Washington, Aug 9 - Time was when yoga was considered a lifestyle choice in the US, something upper class people did in the luxury of spare time. That image is changing fast, thanks to activists who want to spread the therapeutic benefits of yoga among those who badly need them.
Take, for example, the scene at George Washington University on a recent afternoon. The desks in a classroom were pushed aside and 15 school students were sitting cross-legged on the floor with their eyes closed, breathing deeply.
'For an hour, under the guidance of volunteer yoga teacher Jessi Long, they stretched and lunged, extending their hands toward the ceiling and folding into toe-touching forward bends,' a Washington Post report noted.
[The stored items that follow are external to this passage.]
//! Generic periodic worker
//!
//! A [`Worker`] owns one execution loop. Each iteration evaluates a
//! [`ProceedSignal`]: `Stop` ends the loop, `Ignore` waits for the rest of
//! the interval (interruptible by [`Worker::stop`]), `Process` runs one cycle.
//! A cycle acquires a session from the [`CredentialBroker`] and hands it to
//! the worker's [`UnitOfWork`]. The completion time is recorded whether the
//! cycle succeeded or not, so a failing cycle is retried one interval later.

use async_trait::async_trait;
use chrono::{DateTime, Utc};
use serde::Serialize;
use std::sync::atomic::{AtomicBool, Ordering};
use std::sync::{Arc, Mutex, PoisonError, RwLock};
use std::time::Duration;
use tokio::sync::watch;
use tokio::task::JoinHandle;
use tokio::time::Instant;
use tokio_util::task::TaskTracker;
use tracing::{debug, info, info_span, warn, Instrument};

use super::error::{SchedulerError, SchedulerResult};
use crate::credentials::CredentialBroker;
use crate::error::Result;
use crate::metrics;
use crate::models::{CycleReport, Session};

const INTERVAL_OVERSHOOT: Duration = Duration::from_millis(1);

/// Decision taken once per loop iteration
#[derive(Debug, Clone, Copy, PartialEq, Eq)]
pub enum ProceedSignal {
    Stop,
    Ignore,
    Process,
}

/// Read-only view of a worker's state
#[derive(Debug, Clone, PartialEq, Eq, Serialize)]
pub struct WorkerStatus {
    pub running: bool,
    pub last_run: Option<DateTime<Utc>>,
}

/// What a unit of work sees during one cycle
pub struct WorkerContext<'a> {
    pub worker: &'a Worker,
    pub session: &'a Session,
    detached: bool,
}

impl<'a> WorkerContext<'a> {
    pub fn new(worker: &'a Worker, session: &'a Session) -> Self {
        Self {
            worker,
            session,
            detached: false,
        }
    }

    /// True once the owning loop was asked to stop
    ///
    /// Batch workers check this between items. Cycles started with
    /// [`Worker::run_once`] are never asked to stop.
    pub fn should_stop(&self) -> bool {
        !self.detached && self.worker.is_stop_requested()
    }
}

/// The job plugged into a [`Worker`]
#[async_trait]
pub trait UnitOfWork: Send + Sync {
    async fn run(&self, ctx: &WorkerContext<'_>) -> Result<CycleReport>;
}

#[derive(Debug, Clone, Copy)]
struct LastRun {
    at: Instant,
    wall: DateTime<Utc>,
}

pub struct Worker {
    name: String,
    interval: Duration,
    running: AtomicBool,
    stop_requested: AtomicBool,
    last_run: RwLock<Option<LastRun>>,
    wake: watch::Sender<bool>,
    handle: Mutex<Option<JoinHandle<()>>>,
    unit: Arc<dyn UnitOfWork>,
    broker: Arc<CredentialBroker>,
}

impl Worker {
    pub fn new(
        name: impl Into<String>,
        interval: Duration,
        unit: Arc<dyn UnitOfWork>,
        broker: Arc<CredentialBroker>,
    ) -> Self {
        let (wake, _) = watch::channel(false);
        Self {
            name: name.into(),
            interval,
            running: AtomicBool::new(false),
            stop_requested: AtomicBool::new(false),
            last_run: RwLock::new(None),
            wake,
            handle: Mutex::new(None),
            unit,
            broker,
        }
    }

    pub fn name(&self) -> &str {
        &self.name
    }

    pub fn interval(&self) -> Duration {
        self.interval
    }

    /// Spawn the execution loop on `tracker`
    ///
    /// Refused when the loop is already running or when a stopped loop has
    /// not exited yet; the worker is never started twice.
    pub fn start(self: &Arc<Self>, tracker: &TaskTracker) -> SchedulerResult<()> {
        let mut handle = self.handle.lock().unwrap_or_else(PoisonError::into_inner);

        if self.running.load(Ordering::SeqCst) {
            warn!(worker = %self.name, "Worker already running, ignoring start");
            return Err(SchedulerError::AlreadyRunning {
                worker: self.name.clone(),
            });
        }

        if handle.as_ref().is_some_and(|h| !h.is_finished()) {
            warn!(worker = %self.name, "Previous run still finishing, ignoring start");
            return Err(SchedulerError::StillStopping {
                worker: self.name.clone(),
            });
        }

        self.stop_requested.store(false, Ordering::SeqCst);
        self.running.store(true, Ordering::SeqCst);
        self.wake.send_replace(false);
        let wake_rx = self.wake.subscribe();

        let span = info_span!("worker", name = %self.name);
        *handle = Some(tracker.spawn(Arc::clone(self).run_loop(wake_rx).instrument(span)));

        metrics::set_worker_running(&self.name, true);
        info!(worker = %self.name, interval_secs = self.interval.as_secs(), "Worker started");
        Ok(())
    }

    /// Ask the loop to exit; returns whether it was running
    ///
    /// A cycle in progress finishes its current item first.
    pub fn stop(&self) -> bool {
        self.stop_requested.store(true, Ordering::SeqCst);
        let was_running = self.running.swap(false, Ordering::SeqCst);
        self.wake.send_replace(true);
        if was_running {
            info!(worker = %self.name, "Stop requested");
        }
        was_running
    }

    pub fn is_stop_requested(&self) -> bool {
        self.stop_requested.load(Ordering::SeqCst)
    }

    pub fn status(&self) -> WorkerStatus {
        WorkerStatus {
            running: self.running.load(Ordering::SeqCst),
            last_run: self.last_run_entry().map(|r| r.wall),
        }
    }

    /// `Stop` when not running, `Ignore` while the time since the last cycle
    /// is at most the interval, `Process` once it exceeds the interval or no
    /// cycle has run yet.
    pub fn proceed_signal(&self) -> ProceedSignal {
        if !self.running.load(Ordering::SeqCst) {
            return ProceedSignal::Stop;
        }
        match self.last_run_entry() {
            Some(last) if last.at.elapsed() <= self.interval => ProceedSignal::Ignore,
            _ => ProceedSignal::Process,
        }
    }

    /// Run one cycle outside the loop
    pub async fn run_once(&self) -> Result<CycleReport> {
        self.cycle(true)
            .instrument(info_span!("worker", name = %self.name))
            .await
    }

    async fn run_loop(self: Arc<Self>, mut wake_rx: watch::Receiver<bool>) {
        loop {
            match self.proceed_signal() {
                ProceedSignal::Stop => break,
                ProceedSignal::Ignore => {
                    let wait = self.remaining_wait();
                    debug!(wait_secs = wait.as_secs(), "Waiting for next cycle");
                    tokio::select! {
                        _ = tokio::time::sleep(wait) => {}
                        changed = wake_rx.changed() => {
                            if changed.is_err() {
                                break;
                            }
                        }
                    }
                }
                ProceedSignal::Process => {
                    let _ = self.cycle(false).await;
                }
            }
        }

        *self.last_run.write().unwrap_or_else(PoisonError::into_inner) = None;
        metrics::set_worker_running(&self.name, false);
        info!("Worker stopped");
    }

    async fn cycle(&self, detached: bool) -> Result<CycleReport> {
        let _timer = metrics::start_cycle_timer(&self.name);
        let result = self.execute(detached).await;

        *self.last_run.write().unwrap_or_else(PoisonError::into_inner) = Some(LastRun {
            at: Instant::now(),
            wall: Utc::now(),
        });

        match &result {
            Ok(report) => {
                info!(
                    processed = report.processed,
                    skipped = report.skipped,
                    failed = report.failed,
                    abandoned = report.abandoned,
                    "Cycle finished"
                );
                metrics::record_cycle(&self.name, "ok", report);
            }
            Err(e) => {
                warn!(error = %e, "Cycle failed, retrying after the interval");
                metrics::record_cycle(&self.name, "error", &CycleReport::default());
            }
        }
        result
    }

    async fn execute(&self, detached: bool) -> Result<CycleReport> {
        let session = self.broker.acquire().await?;
        let ctx = WorkerContext {
            worker: self,
            session: &session,
            detached,
        };
        self.unit.run(&ctx).await
    }

    fn last_run_entry(&self) -> Option<LastRun> {
        *self.last_run.read().unwrap_or_else(PoisonError::into_inner)
    }

    // Sleeps just past the interval so the next signal is `Process`
    fn remaining_wait(&self) -> Duration {
        match self.last_run_entry() {
            Some(last) => self.interval.saturating_sub(last.at.elapsed()) + INTERVAL_OVERSHOOT,
            None => Duration::ZERO,
        }
    }
}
At the end, they lay unmoving on their backs in shavasana, or corpse pose, drawing audibly deeper breaths.
'Remember this feeling in your daily life,' said the teacher, rousing them with her voice. 'You can always come back to this feeling of relaxation and release.'
The class, for students in Upward Bound, a programme to prepare low-income youths for college, is part of 'a growing movement to take yoga beyond its reputation as boutique exercise for the well-to-do and use it as therapy for groups such as at-risk and homeless youths, HIV/AIDS patients and torture survivors'.
In Media, Pennsylvania, Sprout Yoga holdsfree classes to people recovering from post-traumatic stress syndrome and eating disorders, whereas Yoga Hope in Boston serves battered women and recovering addicts, the Post reported.
'We're just trying to give people access to the true yoga,' said Adrienne Boxer, executive director of Street Yoga, an Oregon-based organisation that teaches homeless teens and victims of sexual abuse, among others.
'It's a lot more than an asana, or a pose, that you're striking. It's the way that you breathe and the way you relate to others and communicate.'
Mark Lilly, who founded Street Yoga in 2002, said the interest in making yoga freely accessible grew steadily until two years ago - and then it exploded.